> _EXERCISE AIM_: Each line that includes the word "move" should be copied from the records.

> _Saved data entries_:
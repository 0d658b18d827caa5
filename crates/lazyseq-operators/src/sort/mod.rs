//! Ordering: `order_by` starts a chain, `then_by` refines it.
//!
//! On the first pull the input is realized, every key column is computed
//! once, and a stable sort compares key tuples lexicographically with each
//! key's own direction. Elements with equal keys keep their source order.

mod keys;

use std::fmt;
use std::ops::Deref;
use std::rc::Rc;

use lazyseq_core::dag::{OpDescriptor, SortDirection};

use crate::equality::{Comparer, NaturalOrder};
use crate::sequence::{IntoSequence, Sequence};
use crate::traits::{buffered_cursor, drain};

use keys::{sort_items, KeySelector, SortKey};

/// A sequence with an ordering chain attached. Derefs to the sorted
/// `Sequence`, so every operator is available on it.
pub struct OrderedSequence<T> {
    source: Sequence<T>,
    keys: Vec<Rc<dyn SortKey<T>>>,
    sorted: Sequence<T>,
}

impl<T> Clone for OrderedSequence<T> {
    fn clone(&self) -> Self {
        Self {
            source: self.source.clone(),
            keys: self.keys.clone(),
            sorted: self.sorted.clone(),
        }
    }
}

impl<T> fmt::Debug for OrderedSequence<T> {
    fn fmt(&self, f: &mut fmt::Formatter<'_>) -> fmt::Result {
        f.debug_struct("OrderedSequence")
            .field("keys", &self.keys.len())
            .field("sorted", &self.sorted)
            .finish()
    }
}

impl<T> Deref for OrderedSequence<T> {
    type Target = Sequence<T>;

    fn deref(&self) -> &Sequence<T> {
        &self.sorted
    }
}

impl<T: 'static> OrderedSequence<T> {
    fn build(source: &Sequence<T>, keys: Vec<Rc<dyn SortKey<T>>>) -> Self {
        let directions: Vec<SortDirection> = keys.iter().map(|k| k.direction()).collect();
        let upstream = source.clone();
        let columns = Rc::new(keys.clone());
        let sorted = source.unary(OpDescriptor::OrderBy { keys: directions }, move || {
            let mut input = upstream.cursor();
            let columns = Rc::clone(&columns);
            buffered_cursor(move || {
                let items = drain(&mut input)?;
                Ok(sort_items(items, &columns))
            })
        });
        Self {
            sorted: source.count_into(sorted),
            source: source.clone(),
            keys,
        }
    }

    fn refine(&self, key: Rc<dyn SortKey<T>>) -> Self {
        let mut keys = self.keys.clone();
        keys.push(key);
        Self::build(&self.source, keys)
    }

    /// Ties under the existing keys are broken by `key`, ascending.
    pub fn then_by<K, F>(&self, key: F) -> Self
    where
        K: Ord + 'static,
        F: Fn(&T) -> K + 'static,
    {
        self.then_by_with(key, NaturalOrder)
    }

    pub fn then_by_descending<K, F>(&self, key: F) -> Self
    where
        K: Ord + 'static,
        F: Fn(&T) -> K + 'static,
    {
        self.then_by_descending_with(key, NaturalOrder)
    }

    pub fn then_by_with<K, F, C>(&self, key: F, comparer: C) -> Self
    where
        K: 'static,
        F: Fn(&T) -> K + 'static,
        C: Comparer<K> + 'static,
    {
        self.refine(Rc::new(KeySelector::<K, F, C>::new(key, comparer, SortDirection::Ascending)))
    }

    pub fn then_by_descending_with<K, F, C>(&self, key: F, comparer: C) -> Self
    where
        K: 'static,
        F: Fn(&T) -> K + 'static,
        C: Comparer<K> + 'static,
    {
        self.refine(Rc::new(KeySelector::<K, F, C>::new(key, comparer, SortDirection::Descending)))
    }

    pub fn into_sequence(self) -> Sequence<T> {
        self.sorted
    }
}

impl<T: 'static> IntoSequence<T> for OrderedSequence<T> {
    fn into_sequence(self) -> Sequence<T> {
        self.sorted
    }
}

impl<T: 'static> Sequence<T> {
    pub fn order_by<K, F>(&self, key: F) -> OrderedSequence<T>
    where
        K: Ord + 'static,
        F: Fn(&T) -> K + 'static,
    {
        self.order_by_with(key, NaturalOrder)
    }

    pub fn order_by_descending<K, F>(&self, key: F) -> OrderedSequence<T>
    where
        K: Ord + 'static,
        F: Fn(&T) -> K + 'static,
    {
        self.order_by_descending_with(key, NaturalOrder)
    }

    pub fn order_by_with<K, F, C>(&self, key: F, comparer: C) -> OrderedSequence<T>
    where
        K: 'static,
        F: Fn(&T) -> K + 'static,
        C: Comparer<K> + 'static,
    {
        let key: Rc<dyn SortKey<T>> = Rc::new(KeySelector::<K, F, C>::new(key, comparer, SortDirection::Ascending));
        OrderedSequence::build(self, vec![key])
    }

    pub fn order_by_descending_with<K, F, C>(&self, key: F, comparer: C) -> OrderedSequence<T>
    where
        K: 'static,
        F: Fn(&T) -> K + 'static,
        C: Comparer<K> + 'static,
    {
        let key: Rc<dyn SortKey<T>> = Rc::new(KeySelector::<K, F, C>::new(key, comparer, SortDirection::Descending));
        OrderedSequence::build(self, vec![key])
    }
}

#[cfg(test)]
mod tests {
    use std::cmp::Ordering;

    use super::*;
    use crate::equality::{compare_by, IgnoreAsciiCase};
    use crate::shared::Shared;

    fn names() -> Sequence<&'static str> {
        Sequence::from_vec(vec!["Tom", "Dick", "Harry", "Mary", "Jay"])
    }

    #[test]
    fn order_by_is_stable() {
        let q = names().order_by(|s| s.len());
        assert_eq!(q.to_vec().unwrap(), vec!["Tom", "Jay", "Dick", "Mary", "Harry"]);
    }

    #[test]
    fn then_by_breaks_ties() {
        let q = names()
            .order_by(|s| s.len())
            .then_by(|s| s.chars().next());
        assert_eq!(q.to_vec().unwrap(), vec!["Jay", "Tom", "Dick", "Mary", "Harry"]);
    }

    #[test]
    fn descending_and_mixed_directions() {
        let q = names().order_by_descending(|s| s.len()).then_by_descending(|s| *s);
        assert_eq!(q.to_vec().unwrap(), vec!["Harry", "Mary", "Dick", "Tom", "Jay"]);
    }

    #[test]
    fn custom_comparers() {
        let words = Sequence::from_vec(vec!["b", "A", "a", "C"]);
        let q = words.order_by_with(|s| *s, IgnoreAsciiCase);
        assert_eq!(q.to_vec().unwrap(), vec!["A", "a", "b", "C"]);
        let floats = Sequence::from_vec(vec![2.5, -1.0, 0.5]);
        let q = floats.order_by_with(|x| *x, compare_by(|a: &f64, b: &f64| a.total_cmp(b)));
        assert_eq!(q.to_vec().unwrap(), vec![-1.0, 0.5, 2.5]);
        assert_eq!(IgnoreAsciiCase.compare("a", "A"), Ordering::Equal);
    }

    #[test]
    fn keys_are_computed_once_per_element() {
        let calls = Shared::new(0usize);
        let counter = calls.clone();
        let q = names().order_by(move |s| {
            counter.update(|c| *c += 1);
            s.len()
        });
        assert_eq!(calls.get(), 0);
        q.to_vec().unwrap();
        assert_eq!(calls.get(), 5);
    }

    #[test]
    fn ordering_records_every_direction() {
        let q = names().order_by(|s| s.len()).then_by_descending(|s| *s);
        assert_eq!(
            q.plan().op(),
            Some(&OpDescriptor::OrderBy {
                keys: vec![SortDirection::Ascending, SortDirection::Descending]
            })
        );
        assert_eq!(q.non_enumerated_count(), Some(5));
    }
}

> _WRITTEN ANSWER_:
        let sorted = source.unary(OpDescriptor::OrderBy { keys: directions }, move || {
            buffered_cursor(move || {
        let q = names().order_by(move |s| {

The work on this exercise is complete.